-- The data follows --
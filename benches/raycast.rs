use criterion::{black_box, criterion_group, criterion_main, Criterion};
use tui_raycaster::core::{Raycaster, World};
use tui_raycaster::engine::Session;
use tui_raycaster::term::{Canvas, Projector, Viewport};
use tui_raycaster::types::{VIEWPORT_HEIGHT, VIEWPORT_WIDTH};

fn bench_cast(c: &mut Criterion) {
    let world = World::default();
    let mut caster = Raycaster::default();

    c.bench_function("cast_160_rays", |b| {
        b.iter(|| {
            black_box(caster.cast(black_box(&world)).len());
        })
    });
}

fn bench_draw_frame(c: &mut Criterion) {
    let world = World::default();
    let mut projector = Projector::default();
    let mut canvas = Canvas::new(VIEWPORT_WIDTH, VIEWPORT_HEIGHT);

    c.bench_function("draw_frame_960x480", |b| {
        b.iter(|| {
            projector.draw_frame(black_box(&world), &mut canvas);
        })
    });
}

fn bench_compose(c: &mut Criterion) {
    let mut session = Session::new(World::default());
    session.tick();

    c.bench_function("compose_200x60", |b| {
        b.iter(|| {
            black_box(session.compose(Viewport::new(200, 60)).width());
        })
    });
}

criterion_group!(benches, bench_cast, bench_draw_frame, bench_compose);
criterion_main!(benches);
-- The data concluded --
→ Task objective
Please print the lines from the start of the records up to and including the line with "let mut canvas", copying each one exactly and leaving out the rest.

→ Exercise solution
filename benches/raycast.rs
use criterion::{black_box, criterion_group, criterion_main, Criterion};
use tui_raycaster::core::{Raycaster, World};
use tui_raycaster::engine::Session;
use tui_raycaster::term::{Canvas, Projector, Viewport};
use tui_raycaster::types::{VIEWPORT_HEIGHT, VIEWPORT_WIDTH};

fn bench_cast(c: &mut Criterion) {
    let world = World::default();
    let mut caster = Raycaster::default();

    c.bench_function("cast_160_rays", |b| {
        b.iter(|| {
            black_box(caster.cast(black_box(&world)).len());
        })
    });
}

fn bench_draw_frame(c: &mut Criterion) {
    let world = World::default();
    let mut projector = Projector::default();
    let mut canvas = Canvas::new(VIEWPORT_WIDTH, VIEWPORT_HEIGHT);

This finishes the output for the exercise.